Edwin Seward (1853–1924)[1] was an architect based in Cardiff, Wales.[2]

Biography[edit]

Cardiff Free Library (1882)

Born in Somerset, Seward came to Cardiff aged 16 and studied at the School of Art.[3] He began work as an assistant to architect G. E. Robinson.

Seward was one of the individuals at the centre of Cardiff's young art scene. He was the 21st President of the Cardiff Naturalists' Society (founded 1867) which was a hub of intellectual discussion. He tried unsuccessfully to establish a national institution in Cardiff for Welsh art (the Cambrian Academy of Art eventually set up in Conwy) and was a founding member of the South Wales Art Society in 1888. [3]

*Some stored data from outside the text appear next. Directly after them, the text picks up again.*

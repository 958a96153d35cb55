//! Deterministic rules for two-player commit-reveal duels.
//!
//! Nothing in this crate touches a clock, a ledger or shared state. The
//! arena contract drives it.

pub mod codec;
pub mod combat;
pub mod commitment;
pub mod elements;
pub mod error;
pub mod payout;
pub mod types;

pub use error::MoveError;
//! Request boundary around the arena.
//!
//! Requests run through `not reentrant -> not paused -> dispatch`. The
//! reentrant mutex serializes all access; a call arriving on the thread that
//! already holds it (a ledger calling back into the arena mid-transfer)
//! finds the arena borrowed and is rejected instead of deadlocking.

use std::cell::RefCell;
use std::sync::atomic::{AtomicBool, Ordering};

use duel_engine::commitment::Commitment;
use duel_engine::types::{BattleUnit, Side};
use parking_lot::ReentrantMutex;
use tracing::{info, warn};

use crate::arena::Arena;
use crate::clock::Clock;
use crate::error::{ArenaError, Result};
use crate::game::GameView;
use crate::settlement::Ledger;
use crate::types::{AccountId, Amount, GameId, Reveal, RuleSet};

/// A state-mutating call submitted by `caller`.
#[derive(Clone, Debug, PartialEq, Eq)]
pub enum Request {
    Create { stake: Amount, rules: RuleSet },
    Join { game: GameId, value: Amount },
    Commit { game: GameId, commitments: Vec<Commitment> },
    Reveal { game: GameId, reveal: Reveal },
    ClaimTimeout { game: GameId },
}

#[derive(Clone, Copy, Debug, PartialEq, Eq)]
pub enum Response {
    Created(GameId),
    Accepted,
}

pub struct SharedArena<L, C> {
    inner: ReentrantMutex<RefCell<Arena<L, C>>>,
    paused: AtomicBool,
}

impl<L: Ledger, C: Clock> SharedArena<L, C> {
    pub fn new(arena: Arena<L, C>) -> Self {
        Self {
            inner: ReentrantMutex::new(RefCell::new(arena)),
            paused: AtomicBool::new(false),
        }
    }

    pub fn is_paused(&self) -> bool {
        self.paused.load(Ordering::SeqCst)
    }

    /// Run `f` with exclusive access, rejecting same-thread reentry.
    fn with_arena_mut<T>(&self, f: impl FnOnce(&mut Arena<L, C>) -> Result<T>) -> Result<T> {
        let guard = self.inner.lock();
        let mut arena = guard.try_borrow_mut().map_err(|_| {
            warn!("reentrant arena call rejected");
            ArenaError::ReentrantCall
        })?;
        f(&mut arena)
    }

    fn with_arena<T>(&self, f: impl FnOnce(&Arena<L, C>) -> Result<T>) -> Result<T> {
        let guard = self.inner.lock();
        let arena = guard.try_borrow().map_err(|_| ArenaError::ReentrantCall)?;
        f(&arena)
    }

    pub fn submit(&self, caller: AccountId, request: Request) -> Result<Response> {
        self.with_arena_mut(|arena| {
            if self.is_paused() {
                return Err(ArenaError::Paused);
            }
            match request {
                Request::Create { stake, rules } => {
                    arena.create_game(caller, stake, rules).map(Response::Created)
                }
                Request::Join { game, value } => {
                    arena.join_game(caller, game, value).map(|_| Response::Accepted)
                }
                Request::Commit { game, commitments } => arena
                    .commit_moves(caller, game, &commitments)
                    .map(|_| Response::Accepted),
                Request::Reveal { game, reveal } => arena
                    .reveal_moves(caller, game, reveal)
                    .map(|_| Response::Accepted),
                Request::ClaimTimeout { game } => {
                    arena.claim_timeout(caller, game).map(|_| Response::Accepted)
                }
            }
        })
    }

    fn require_operator(&self, caller: &AccountId) -> Result<()> {
        self.with_arena(|arena| {
            if arena.config().operator == *caller {
                Ok(())
            } else {
                Err(ArenaError::Unauthorized)
            }
        })
    }

    pub fn pause(&self, caller: AccountId) -> Result<()> {
        self.require_operator(&caller)?;
        self.paused.store(true, Ordering::SeqCst);
        info!(operator = %caller, "arena paused");
        Ok(())
    }

    pub fn unpause(&self, caller: AccountId) -> Result<()> {
        self.require_operator(&caller)?;
        self.paused.store(false, Ordering::SeqCst);
        info!(operator = %caller, "arena unpaused");
        Ok(())
    }

    /// Operator remediation for a game left in `Settling` by a failed
    /// transfer. Allowed while paused.
    pub fn retry_settlement(&self, caller: AccountId, game: GameId) -> Result<()> {
        self.require_operator(&caller)?;
        self.with_arena_mut(|arena| arena.retry_settlement(game))
    }

    pub fn game_state(&self, game: GameId) -> Result<GameView> {
        self.with_arena(|arena| arena.game_state(game))
    }

    pub fn unit_stats(&self, game: GameId, side: Side, index: usize) -> Result<BattleUnit> {
        self.with_arena(|arena| arena.unit_stats(game, side, index))
    }

    /// Read access to the ledger, e.g. for balance inspection.
    pub fn with_ledger<T>(&self, f: impl FnOnce(&L) -> T) -> Result<T> {
        self.with_arena(|arena| Ok(f(arena.ledger())))
    }
}
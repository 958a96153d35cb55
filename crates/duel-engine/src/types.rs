use serde::{Deserialize, Serialize};

/// Number of pre-committed rounds in an elemental game.
pub const ELEMENTAL_ROUNDS: usize = 3;

/// Round wins needed to end an elemental game early.
pub const ELEMENTAL_WIN_THRESHOLD: u8 = 2;

/// Units fielded by each side in a combat game.
pub const ROSTER_SIZE: usize = 3;

#[derive(Clone, Copy, Debug, PartialEq, Eq, Hash, Serialize, Deserialize)]
#[repr(u8)]
pub enum Element {
    Fire = 0,
    Water = 1,
    Earth = 2,
    Air = 3,
}

impl Element {
    pub const ALL: [Element; 4] = [Element::Fire, Element::Water, Element::Earth, Element::Air];
}

#[derive(Clone, Copy, Debug, PartialEq, Eq, Hash, Serialize, Deserialize)]
pub enum Side {
    Player1,
    Player2,
}

impl Side {
    pub fn opponent(self) -> Side {
        match self {
            Side::Player1 => Side::Player2,
            Side::Player2 => Side::Player1,
        }
    }

    /// Slot index for per-player arrays: 0 for player1, 1 for player2.
    pub fn index(self) -> usize {
        match self {
            Side::Player1 => 0,
            Side::Player2 => 1,
        }
    }
}

#[derive(Clone, Copy, Debug, PartialEq, Eq, Serialize, Deserialize)]
pub enum RoundOutcome {
    Winner(Side),
    Tie,
}

#[derive(Clone, Copy, Debug, PartialEq, Eq, Serialize, Deserialize)]
pub enum GameOutcome {
    Winner(Side),
    /// Nobody won; both stakes are refunded.
    Draw,
}

#[derive(Clone, Copy, Debug, PartialEq, Eq, Hash, Serialize, Deserialize)]
#[repr(u8)]
pub enum CombatAction {
    Attack = 0,
    Defend = 1,
    Bluff = 2,
}

/// One side's move for a combat round.
#[derive(Clone, Copy, Debug, PartialEq, Eq, Hash, Serialize, Deserialize)]
pub struct CombatMove {
    pub action: CombatAction,
    /// Index of the acting unit in the mover's roster.
    pub source: u8,
    /// Index of the targeted unit in the opponent's roster.
    pub target: u8,
    pub energy_cost: u32,
}

impl CombatMove {
    pub fn attack(source: u8, target: u8, energy_cost: u32) -> Self {
        Self { action: CombatAction::Attack, source, target, energy_cost }
    }

    pub fn defend(source: u8, energy_cost: u32) -> Self {
        Self { action: CombatAction::Defend, source, target: source, energy_cost }
    }

    pub fn bluff(source: u8) -> Self {
        Self { action: CombatAction::Bluff, source, target: source, energy_cost: 0 }
    }
}

#[derive(Clone, Copy, Debug, PartialEq, Eq, Serialize, Deserialize)]
pub struct BattleUnit {
    pub health: u32,
    pub attack: u32,
    pub defense: u32,
    pub energy: u32,
    pub is_alive: bool,
}

impl BattleUnit {
    pub const BASELINE: BattleUnit = BattleUnit {
        health: 100,
        attack: 20,
        defense: 10,
        energy: 100,
        is_alive: true,
    };
}

pub type Roster = [BattleUnit; ROSTER_SIZE];

#[derive(Clone, Copy, Debug, PartialEq, Eq, Serialize, Deserialize)]
pub enum RoundEvent {
    Attack {
        attacker: Side,
        source: u8,
        target: u8,
        damage: u32,
        remaining_health: u32,
    },
    Defend {
        side: Side,
        unit: u8,
    },
    Bluff {
        side: Side,
        unit: u8,
    },
    Eliminated {
        side: Side,
        unit: u8,
    },
}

By 1875 Seward was a member of the architecture firm James, Seward and Thomas and went on to build some of Cardiff's most notable buildings in the late 19th Century.

Whilst in Cardiff, Seward lived in Lisvane house, a property which he remodeled himself and is now Grade II listed. He later retired to Weymouth, Dorset, where he lived until his death.[4]

Works in Cardiff include[edit]

St David's Hospital, Cardiff

Works elsewhere[edit]

Seward designed the Turner House Gallery (1887/8) in Penarth for businessman James Pyke Thompson. He was the winning architect for the Swansea Harbour Trust Building in Swansea and he worked on the widening of the Wye Bridge in Monmouth.[5]

Notes[edit]

  1. ^ Davies, John; Jenkins, Nigel (2008). The Welsh Academy Encyclopaedia of Wales. Cardiff: University of Wales Press. p. 811. ISBN 978-0-7083-1953-6. 
  2. ^ Antonia Brodie (ed) Directory of British Architects, 1834–1914: Vol. 2 (L-Z), pg 581, British Architectural Library, Royal Institute of British Architects, 2001
  3. ^ a b Lord, Peter (2000), The Visual Culture of Wales: Imaging the Nation, Cardiff: University of Wales Press, pp. 301–303, ISBN 0-7083-1587-9 
  4. ^ "The Victorian Web". Retrieved 4 November 2017. 
  5. ^ Glamorgan Gwent Archaeological Trust, Historic Landscape Characterisation, Wyesham. Accessed 4 January 2012

External links[edit]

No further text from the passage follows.